* Task goal
Return exactly the lines below, starting with the one that has "self.ntt_max_log = self.ntt_field.params().max_log;" and going on through the one that has "The digit base.".

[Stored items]
=== Section Start ===

//! Criterion benchmarks for schoolbook and Karatsuba multiplication.

use criterion::{criterion_group, criterion_main, BenchmarkId, Criterion};

use longarith_core::{multiply_karatsuba_with, multiply_schoolbook, Base, KaratsubaConfig};

fn operand(len: usize, seed: u64) -> Vec<i32> {
    let mut state = seed;
    (0..len)
        .map(|_| {
            state = state.wrapping_mul(6_364_136_223_846_793_005).wrapping_add(1);
            i32::try_from((state >> 33) % 10_000).unwrap()
        })
        .collect()
}

fn bench_multiply(c: &mut Criterion) {
    let base = Base::DEFAULT;
    let lens: Vec<usize> = vec![64, 256, 1_024, 4_096];

    let mut group = c.benchmark_group("Schoolbook");
    for &len in &lens {
        let (a, b) = (operand(len, 1), operand(len, 2));
        group.bench_with_input(BenchmarkId::from_parameter(len), &len, |bench, _| {
            let mut out = vec![0i64; 2 * len];
            bench.iter(|| multiply_schoolbook(base, &mut out, &a, &b).unwrap());
        });
    }
    group.finish();

    let config = KaratsubaConfig::default();
    let mut group = c.benchmark_group("Karatsuba");
    for &len in &lens {
        let (a, b) = (operand(len, 1), operand(len, 2));
        group.bench_with_input(BenchmarkId::from_parameter(len), &len, |bench, _| {
            bench.iter(|| multiply_karatsuba_with(&config, base, &a, &b).unwrap());
        });
    }
    group.finish();
}

criterion_group!(benches, bench_multiply);
criterion_main!(benches);
//! # longarith
//!
//! Long-integer arithmetic on digit vectors in any base: add, subtract with
//! an explicit borrow flag, long division, and three multiplication
//! algorithms (schoolbook, Karatsuba and number-theoretic transform) behind
//! one [`Multiplier`] interface.
//!
//! ```
//! use longarith::{build_multiplier, ArithConfig, Base, Multiplier, MultiplierKind, Operands};
//!
//! let config = ArithConfig { base: 10, ..Default::default() };
//! let multiplier = build_multiplier(&config, MultiplierKind::Adaptive).unwrap();
//! let product = multiplier
//!     .multiply(Base::DECIMAL, Operands::Product(&[7, 9, 9], &[3, 2]))
//!     .unwrap();
//! assert_eq!(product, vec![1, 3, 9, 2, 2]); // 997 * 23 = 22931
//! ```

pub mod config;
pub mod strategy;

pub use config::{ArithConfig, ConfigError, NttField, CONFIG_VERSION};
pub use longarith_core::{carry, digits};
pub use longarith_core::{
    add, divide, divide_by_small, multiply_karatsuba, multiply_karatsuba_with,
    multiply_schoolbook, subtract, ArithError, Base, ErrorKind, KaratsubaConfig,
    KaratsubaMultiplier, Multiplier, Operands, SchoolbookMultiplier,
};
pub use longarith_ntt::{
    estimate_ntt_memory, multiply_ntt, multiply_ntt_with, square_ntt, NttMultiplier, NttParams,
};
pub use strategy::{build_multiplier, AdaptiveMultiplier, ConfiguredMultiplier, MultiplierKind};
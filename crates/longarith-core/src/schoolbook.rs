//! Schoolbook O(n·m) multiplication.

use num_traits::AsPrimitive;

use crate::base::Base;
use crate::carry::mul_add_carry;
use crate::digits::significant_len;

/// Multiply `a` by `b` into `result`, fully carried.
///
/// `result` should hold `a.len() + b.len()` digits; digits and carries
/// beyond its end are dropped. Both operands must be non-negative.
/// Partial products are accumulated in `i64`, which is exact for any base
/// that fits an `i32`.
pub fn multiply_simple<D>(base: Base, result: &mut [D], a: &[i32], b: &[i32])
where
    D: AsPrimitive<i64>,
    i64: AsPrimitive<D>,
{
    result.fill(0i64.as_());
    let len_a = significant_len(a);
    let len_b = significant_len(b);
    let out_len = result.len();

    for (i, &ai) in a[..len_a].iter().enumerate() {
        if i >= out_len {
            break;
        }
        if ai == 0 {
            continue;
        }
        let mut carry = 0i64;
        for (j, &bj) in b[..len_b].iter().enumerate() {
            let k = i + j;
            if k >= out_len {
                carry = 0;
                break;
            }
            let acc: i64 = result[k].as_();
            let (digit, c) = mul_add_carry(base, acc, ai, bj, carry);
            result[k] = digit.as_();
            carry = c;
        }
        let mut k = i + len_b;
        while carry != 0 && k < out_len {
            let acc: i64 = result[k].as_();
            let t = acc + carry;
            result[k] = (t % base.wide()).as_();
            carry = t / base.wide();
            k += 1;
        }
    }
}
//! # longarith-core
//!
//! Fixed-base long-integer arithmetic over digit vectors: comparison,
//! addition, subtraction with an explicit borrow flag, schoolbook and
//! Karatsuba multiplication, and normalized long division.
//!
//! Digit vectors are least-significant-digit first and carry no sign.

pub mod base;
pub mod carry;
pub mod constants;
pub mod digits;
pub mod division;
pub mod error;
pub mod karatsuba;
pub mod multiplier;
pub mod ops;
pub mod schoolbook;

// Re-exports
pub use base::Base;
pub use constants::{
    DEFAULT_BASE, DEFAULT_KARATSUBA_CUTOFF, DEFAULT_NTT_THRESHOLD, DEFAULT_PARALLEL_THRESHOLD,
};
pub use division::{divide, divide_by_small};
pub use error::{ArithError, ErrorKind};
pub use karatsuba::{multiply_karatsuba, multiply_karatsuba_with, KaratsubaConfig};
pub use multiplier::{KaratsubaMultiplier, Multiplier, Operands, SchoolbookMultiplier};
pub use ops::{add, multiply_schoolbook, subtract};
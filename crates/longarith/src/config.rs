//! Runtime arithmetic configuration (serializable).

use serde::{Deserialize, Serialize};

use longarith_core::{
    ArithError, Base, KaratsubaConfig, DEFAULT_BASE, DEFAULT_KARATSUBA_CUTOFF,
    DEFAULT_NTT_THRESHOLD, DEFAULT_PARALLEL_THRESHOLD,
};
use longarith_ntt::NttParams;

/// Current config format version.
pub const CONFIG_VERSION: u32 = 1;

/// Errors from loading or validating an [`ArithConfig`].
#[derive(Debug, thiserror::Error)]
pub enum ConfigError {
    #[error("config parse error: {0}")]
    Parse(#[from] serde_json::Error),

    #[error("invalid config: {0}")]
    Invalid(String),

    #[error(transparent)]
    Arith(#[from] ArithError),
}

/// Which NTT-friendly prime the NTT multiplier works in.
#[derive(Debug, Clone, Copy, PartialEq, Eq, Default, Serialize, Deserialize)]
#[serde(rename_all = "lowercase")]
pub enum NttField {
    /// `29·2^57 + 1`, suitable for any base up to 10 000.
    #[default]
    Default,
    /// `998244353`, for small bases only.
    Small,
}

impl NttField {
    #[must_use]
    pub fn params(self) -> NttParams {
        match self {
            Self::Default => NttParams::DEFAULT,
            Self::Small => NttParams::SMALL,
        }
    }
}

/// Base, cutoffs and NTT field for one arithmetic setup.
///
/// Zero-valued thresholds mean "use the default"; see [`ArithConfig::normalize`].
#[derive(Debug, Clone, PartialEq, Eq, Serialize, Deserialize)]
#[serde(default)]
pub struct ArithConfig {
    /// Config format version for compatibility checking.
    pub version: u32,
    /// Digit base shared by every operand.
    pub base: i32,
    /// Operand length at or below which Karatsuba uses schoolbook multiplication.
    pub karatsuba_cutoff: usize,
    /// Operand length at which recursive work is split across threads.
    pub parallel_threshold: usize,
    /// Operand length at or above which the adaptive multiplier uses the NTT.
    pub ntt_threshold: usize,
    /// NTT prime.
    pub ntt_field: NttField,
    /// Largest transform length exponent to allow (0 = whatever the field supports).
    pub ntt_max_log: u32,
}

impl Default for ArithConfig {
    fn default() -> Self {
        Self {
            version: CONFIG_VERSION,
            base: DEFAULT_BASE,
            karatsuba_cutoff: DEFAULT_KARATSUBA_CUTOFF,
            parallel_threshold: DEFAULT_PARALLEL_THRESHOLD,
            ntt_threshold: DEFAULT_NTT_THRESHOLD,
            ntt_field: NttField::Default,
            ntt_max_log: 0,
        }
    }
}

impl ArithConfig {
    /// Parse, normalize and validate a JSON config.
    pub fn from_json(json: &str) -> Result<Self, ConfigError> {
        let config: Self = serde_json::from_str(json)?;
        let config = config.normalize();
        config.validate()?;
        Ok(config)
    }

    /// Serialize as pretty-printed JSON.
    pub fn to_json(&self) -> Result<String, ConfigError> {
        Ok(serde_json::to_string_pretty(self)?)
    }

    /// Normalize config, applying defaults where values are zero.
    #[must_use]
    pub fn normalize(mut self) -> Self {
        if self.karatsuba_cutoff == 0 {
            self.karatsuba_cutoff = DEFAULT_KARATSUBA_CUTOFF;
        }
        if self.parallel_threshold == 0 {
            self.parallel_threshold = DEFAULT_PARALLEL_THRESHOLD;
        }
        if self.ntt_threshold == 0 {
            self.ntt_threshold = DEFAULT_NTT_THRESHOLD;
        }
        if self.ntt_max_log == 0 {
            self.ntt_max_log = self.ntt_field.params().max_log;
        }
        self
    }

    /// Check the config is usable as-is.
    pub fn validate(&self) -> Result<(), ConfigError> {
        if self.version != CONFIG_VERSION {
            return Err(ConfigError::Invalid(format!(
                "unsupported config version {} (expected {CONFIG_VERSION})",
                self.version
            )));
        }
        Base::new(self.base)?;
        if self.karatsuba_cutoff == 0 || self.parallel_threshold == 0 || self.ntt_threshold == 0 {
            return Err(ConfigError::Invalid(
                "thresholds must be positive; call normalize() first".into(),
            ));
        }
        if self.karatsuba_cutoff > self.ntt_threshold {
            return Err(ConfigError::Invalid(format!(
                "karatsuba cutoff {} exceeds ntt threshold {}",
                self.karatsuba_cutoff, self.ntt_threshold
            )));
        }
        let field_max = self.ntt_field.params().max_log;
        if self.ntt_max_log > field_max {
            return Err(ConfigError::Invalid(format!(
                "ntt_max_log {} exceeds the field maximum {field_max}",
                self.ntt_max_log
            )));
        }
        Ok(())
    }

    /// The digit base.
    pub fn base(&self) -> Result<Base, ArithError> {
        Base::new(self.base)
    }

    #[must_use]
    pub fn karatsuba(&self) -> KaratsubaConfig {
        KaratsubaConfig {
            cutoff: self.karatsuba_cutoff,
            parallel_threshold: self.parallel_threshold,
        }
        .normalize()
    }

    /// Field parameters, restricted to `ntt_max_log` when that is set.
    pub fn ntt_params(&self) -> Result<NttParams, ArithError> {
        let params = self.ntt_field.params();
        if self.ntt_max_log == 0 || self.ntt_max_log == params.max_log {
            return Ok(params);
        }
        params.restricted(self.ntt_max_log)
    }
}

=== Section End ===

* Reply
            self.ntt_max_log = self.ntt_field.params().max_log;
        }
        self
    }

    /// Check the config is usable as-is.
    pub fn validate(&self) -> Result<(), ConfigError> {
        if self.version != CONFIG_VERSION {
            return Err(ConfigError::Invalid(format!(
                "unsupported config version {} (expected {CONFIG_VERSION})",
                self.version
            )));
        }
        Base::new(self.base)?;
        if self.karatsuba_cutoff == 0 || self.parallel_threshold == 0 || self.ntt_threshold == 0 {
            return Err(ConfigError::Invalid(
                "thresholds must be positive; call normalize() first".into(),
            ));
        }
        if self.karatsuba_cutoff > self.ntt_threshold {
            return Err(ConfigError::Invalid(format!(
                "karatsuba cutoff {} exceeds ntt threshold {}",
                self.karatsuba_cutoff, self.ntt_threshold
            )));
        }
        let field_max = self.ntt_field.params().max_log;
        if self.ntt_max_log > field_max {
            return Err(ConfigError::Invalid(format!(
                "ntt_max_log {} exceeds the field maximum {field_max}",
                self.ntt_max_log
            )));
        }
        Ok(())
    }

    /// The digit base.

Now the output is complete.